The most elaborate courtship pattern in lagomorphs has been described in the European hare. First, large mating groups aggregate from which animals seemingly pair off. Apparently these partners are faithful and live together for about one month. The extended courtship involves repeated chases and approaches, tail flagging, and contact. Copulation finally ensues, although lasting for less than 10 seconds. The pair separate with a giant leap by the female used to throw off the male. Vigorous pursuit and repeated copulations may follow. Most other hares and rabbits express a muted version of this behavior, and in some instances, copulation occurs without any preliminary courtship. In European rabbits mating is based on the dominance hierarchy within a warren; the mating system in most other species is either unknown or assumed to be based on either a dominance hierarchy or random encounters.

Hares are precocial (being born fully furred and with their eyes open) at birth. This condition follows a relatively long gestation period of about 40 days. Coupled with the lack of attention given young during the lactation period, there appears to be little in the way of parental care expressed toward young hares. Rabbits have a shorter gestation period of about 30 days, and their young are altricial (born without any fur and with their eyes closed) at birth. Mothers construct a nest, sometimes in a protected burrow dug for this purpose, lined with hair from their own belly and plant material to secure their young.
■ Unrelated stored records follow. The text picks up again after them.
// src/config.rs

//! Run configuration for the walk and the playback stage.

use crate::core::{DEFAULT_N_STEPS, DEFAULT_SCALE, WalkError, WalkResult};
use std::path::PathBuf;
use std::time::Duration;

/// How often a blocking player checks for cancellation.
pub const DEFAULT_POLL_INTERVAL: Duration = Duration::from_millis(50);

/// Parameters of the walk computation.
#[derive(Debug, Clone, PartialEq, Eq)]
pub struct WalkConfig {
    /// Number of steps in the path. Must be at least 1.
    pub n_steps: usize,
    /// Seed for the bundled simulator. `None` draws one from entropy.
    pub seed: Option<u64>,
}

impl Default for WalkConfig {
    fn default() -> Self {
        Self {
            n_steps: DEFAULT_N_STEPS,
            seed: None,
        }
    }
}

impl WalkConfig {
    /// Rejects a zero step count.
    pub fn validate(&self) -> WalkResult<()> {
        if self.n_steps == 0 {
            return Err(WalkError::InvalidStepCount(self.n_steps));
        }
        Ok(())
    }
}

/// Parameters of the playback stage.
#[derive(Debug, Clone, PartialEq)]
pub struct PlaybackConfig {
    /// Directory that animation filenames are resolved against.
    pub asset_dir: PathBuf,
    /// Optional wall-clock cap for the whole playback run, checked before
    /// each new asset. A clip that is already playing is never cut short.
    pub max_runtime: Option<Duration>,
    /// Window scale handed to the player.
    pub scale: f64,
    /// Cancellation polling interval for blocking players.
    pub poll_interval: Duration,
}

impl PlaybackConfig {
    /// Defaults for assets under `asset_dir`.
    pub fn new(asset_dir: impl Into<PathBuf>) -> Self {
        Self {
            asset_dir: asset_dir.into(),
            max_runtime: None,
            scale: DEFAULT_SCALE,
            poll_interval: DEFAULT_POLL_INTERVAL,
        }
    }

    /// Sets the aggregate runtime cap.
    pub fn with_max_runtime(mut self, max_runtime: Duration) -> Self {
        self.max_runtime = Some(max_runtime);
        self
    }

    /// Sets the player window scale.
    pub fn with_scale(mut self, scale: f64) -> Self {
        self.scale = scale;
        self
    }

    /// Rejects non-positive scales and a zero poll interval.
    pub fn validate(&self) -> WalkResult<()> {
        if !(self.scale.is_finite() && self.scale > 0.0) {
            return Err(WalkError::Config(format!("scale must be positive, got {}", self.scale)));
        }
        if self.poll_interval.is_zero() {
            return Err(WalkError::Config("poll interval must be non-zero".to_string()));
        }
        Ok(())
    }
}
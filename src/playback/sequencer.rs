// src/playback/sequencer.rs

//! Plays a walk path, one asset per state, and stops cleanly on cancellation.

use super::animation::AnimationMap;
use super::player::MediaPlayer;
use super::session::{PlaybackSession, RunState};
use crate::config::PlaybackConfig;
use crate::core::PlaybackResult;
use crate::walk::{WalkPath, WalkState};
use parking_lot::Mutex;
use std::fmt;
use std::path::Path;
use std::sync::Arc;
use std::time::Instant;
use tracing::{debug, info, warn};

/// Where a sequencer is in its single run.
#[derive(Debug, Clone, Copy, PartialEq, Eq)]
pub enum SequencerPhase {
    /// Constructed, not yet run.
    Idle,
    /// Logging the path before playback.
    Announcing,
    /// Between assets.
    Iterating,
    /// Blocked in a play call.
    Playing,
    /// Finished; display resources released.
    Terminated,
}

impl fmt::Display for SequencerPhase {
    fn fmt(&self, f: &mut fmt::Formatter<'_>) -> fmt::Result {
        let name = match self {
            SequencerPhase::Idle => "idle",
            SequencerPhase::Announcing => "announcing",
            SequencerPhase::Iterating => "iterating",
            SequencerPhase::Playing => "playing",
            SequencerPhase::Terminated => "terminated",
        };
        f.write_str(name)
    }
}

/// What a run did.
#[derive(Debug, Clone, Default, PartialEq, Eq)]
pub struct PlaybackReport {
    /// Path elements whose asset existed and was handed to the player.
    pub attempted: usize,
    /// Attempts that played to completion (or were stopped by cancellation).
    pub played: usize,
    /// Attempts the player reported as failed.
    pub failed: usize,
    /// Path elements skipped because the asset file is absent.
    pub skipped_missing: usize,
    /// The run ended because of cancellation.
    pub cancelled: bool,
    /// The run ended because the runtime cap elapsed.
    pub timed_out: bool,
}

struct Shared {
    player: Arc<dyn MediaPlayer>,
    state: RunState,
}

impl Shared {
    fn cancel(&self) {
        self.state.stop();
        if let Some(session) = self.state.take_session() {
            session.release();
        }
        self.release_display();
    }

    fn release_display(&self) {
        if self.state.claim_display_release() {
            self.player.release_display();
        }
    }
}

/// Cancels a sequencer from any thread.
#[derive(Clone)]
pub struct CancelHandle {
    shared: Arc<Shared>,
}

impl CancelHandle {
    /// Stops the run: closes the active clip, if any, releases display
    /// resources, and makes the run terminate at its next check.
    pub fn cancel(&self) {
        self.shared.cancel();
    }

    /// `true` once cancelled.
    pub fn is_cancelled(&self) -> bool {
        !self.shared.state.is_running()
    }
}

impl fmt::Debug for CancelHandle {
    fn fmt(&self, f: &mut fmt::Formatter<'_>) -> fmt::Result {
        f.debug_struct("CancelHandle").field("cancelled", &self.is_cancelled()).finish()
    }
}

/// Walks a [`WalkPath`] and plays the asset of each state in order.
///
/// Missing assets are skipped and player failures are logged; neither stops
/// the run. Cancellation is checked before each asset and is visible to the
/// player while it blocks. A sequencer runs once: after cancellation, `run`
/// returns immediately.
pub struct PlaybackSequencer {
    shared: Arc<Shared>,
    config: PlaybackConfig,
    phase: Mutex<SequencerPhase>,
}

impl PlaybackSequencer {
    /// Creates a sequencer in the `Idle` phase with `running = true`.
    pub fn new(player: Arc<dyn MediaPlayer>, config: PlaybackConfig) -> Self {
        Self {
            shared: Arc::new(Shared {
                player,
                state: RunState::new(),
            }),
            config,
            phase: Mutex::new(SequencerPhase::Idle),
        }
    }

    /// A handle for the interrupt source.
    pub fn cancel_handle(&self) -> CancelHandle {
        CancelHandle {
            shared: Arc::clone(&self.shared),
        }
    }

    /// Same as [`CancelHandle::cancel`].
    pub fn cancel(&self) {
        self.shared.cancel();
    }

    /// Current phase.
    pub fn phase(&self) -> SequencerPhase {
        *self.phase.lock()
    }

    /// `true` while a clip is open.
    pub fn has_active_session(&self) -> bool {
        self.shared.state.has_active_session()
    }

    /// Playback configuration.
    pub fn config(&self) -> &PlaybackConfig {
        &self.config
    }

    fn enter(&self, phase: SequencerPhase) {
        *self.phase.lock() = phase;
    }

    /// Plays `path` through to the end, or until cancelled.
    pub fn run(&self, path: &WalkPath, animations: &AnimationMap) -> PlaybackReport {
        let mut report = PlaybackReport::default();

        self.enter(SequencerPhase::Announcing);
        info!(steps = path.len(), path = %path, "starting playback");

        self.enter(SequencerPhase::Iterating);
        let started = Instant::now();
        for (index, state) in path.iter().enumerate() {
            if !self.shared.state.is_running() {
                report.cancelled = true;
                break;
            }
            if let Some(cap) = self.config.max_runtime {
                if started.elapsed() >= cap {
                    info!(step = index, ?cap, "runtime cap reached, stopping playback");
                    report.timed_out = true;
                    break;
                }
            }

            let asset = self.config.asset_dir.join(animations.asset_for(*state));
            if !asset.exists() {
                debug!(step = index, state = %state, path = %asset.display(), "asset missing, skipping");
                report.skipped_missing += 1;
                continue;
            }

            report.attempted += 1;
            self.enter(SequencerPhase::Playing);
            match self.play_asset(index, *state, &asset) {
                Ok(()) => report.played += 1,
                Err(e) => {
                    warn!(step = index, state = %state, error = %e, "playback failed, continuing");
                    report.failed += 1;
                }
            }
            self.enter(SequencerPhase::Iterating);

            if !self.shared.state.is_running() {
                report.cancelled = true;
                break;
            }
        }

        self.terminate();
        info!(
            played = report.played,
            failed = report.failed,
            skipped = report.skipped_missing,
            cancelled = report.cancelled,
            "playback finished"
        );
        report
    }

    fn play_asset(&self, index: usize, state: WalkState, asset: &Path) -> PlaybackResult<()> {
        let clip = self.shared.player.open(asset)?;
        let session = Arc::new(PlaybackSession::new(asset.to_path_buf(), clip));
        self.shared.state.activate(Arc::clone(&session));
        debug!(step = index, state = %state, path = %asset.display(), "playing");

        // A cancel that landed between open and activate never saw this session.
        let outcome = if self.shared.state.is_running() {
            session.play(&self.shared.state.cancel_token())
        } else {
            Ok(())
        };

        self.shared.state.take_session();
        session.release();
        outcome
    }

    fn terminate(&self) {
        if let Some(session) = self.shared.state.take_session() {
            session.release();
        }
        self.shared.release_display();
        self.enter(SequencerPhase::Terminated);
    }
}

impl fmt::Debug for PlaybackSequencer {
    fn fmt(&self, f: &mut fmt::Formatter<'_>) -> fmt::Result {
        f.debug_struct("PlaybackSequencer")
            .field("phase", &self.phase())
            .field("config", &self.config)
            .finish()
    }
}
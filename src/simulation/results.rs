// src/simulation/results.rs
use std::collections::HashMap;
use std::fmt;

/// Holds the results of a circuit simulation: how many shots produced each
/// classical bitstring (highest clbit leftmost).
#[derive(Debug, Clone, PartialEq, Eq)]
pub struct SimulationResult {
    counts: HashMap<String, u64>,
    shots: u32,
}

impl SimulationResult {
    /// Creates a new, empty result set for `shots` executions.
    pub(crate) fn new(shots: u32) -> Self {
        Self {
            counts: HashMap::new(),
            shots,
        }
    }

    /// Builds a result from precomputed counts. Used by external backends.
    pub fn from_counts(counts: HashMap<String, u64>) -> Self {
        let shots = counts.values().sum::<u64>() as u32;
        Self { counts, shots }
    }

    /// Records one shot's classical register.
    pub(crate) fn record_shot(&mut self, bitstring: String) {
        *self.counts.entry(bitstring).or_insert(0) += 1;
    }

    /// Returns the bitstring → shot count map.
    pub fn counts(&self) -> &HashMap<String, u64> {
        &self.counts
    }

    /// Number of shots the result covers.
    pub fn shots(&self) -> u32 {
        self.shots
    }

    /// For a single-shot run, the one observed bitstring. `None` if the
    /// result does not hold exactly one distinct outcome.
    pub fn single_outcome(&self) -> Option<&str> {
        if self.counts.len() == 1 {
            self.counts.keys().next().map(String::as_str)
        } else {
            None
        }
    }
}

impl fmt::Display for SimulationResult {
    fn fmt(&self, f: &mut fmt::Formatter<'_>) -> fmt::Result {
        writeln!(f, "Simulation Results ({} shots):", self.shots)?;
        if self.counts.is_empty() {
            writeln!(f, "  No measurements recorded.")?;
        } else {
            let mut sorted: Vec<_> = self.counts.iter().collect();
            sorted.sort_by(|a, b| a.0.cmp(b.0));
            for (bits, count) in sorted {
                writeln!(f, "    {}: {}", bits, count)?;
            }
        }
        Ok(())
    }
}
The European rabbit enters a social world in the tightly knit warren, thus benefits from behaviors of parents and others. Most other rabbits, however, do not receive substantial parental care and independently enter the world following weaning.

Leporids are legendary for their reproductive potential. Indeed, many species have many large litters each year, and young may reach sexual maturity at a relatively early age. However, lagomorphs live in a wide variety of ecosystems, and many of these are stressful and energy limited. In these conditions some species may not be as fecund. In the far north, where the summer breeding season is short, native hares (Le-pus othus, L. arcticus) normally conceive only one large litter per year. In desert situations where some hares (L. californi-cus, L. alleni) may face a shortage of resources over an extended breeding season, litter sizes may consist of only one to three young, although they may produce four to seven litters each year. Latitude, and thus its effect on season length, may significantly influence litter size. For example, the Eastern cottontail (Sylvilagus floridanus) produces larger litters in the northern part of its range (average is 5.6), with a steady decline in litter size to the southern limit of the species (average is 3.1). Thus, seasonality and productivity of the habitat appear to be major influences on the fecundity of leporids.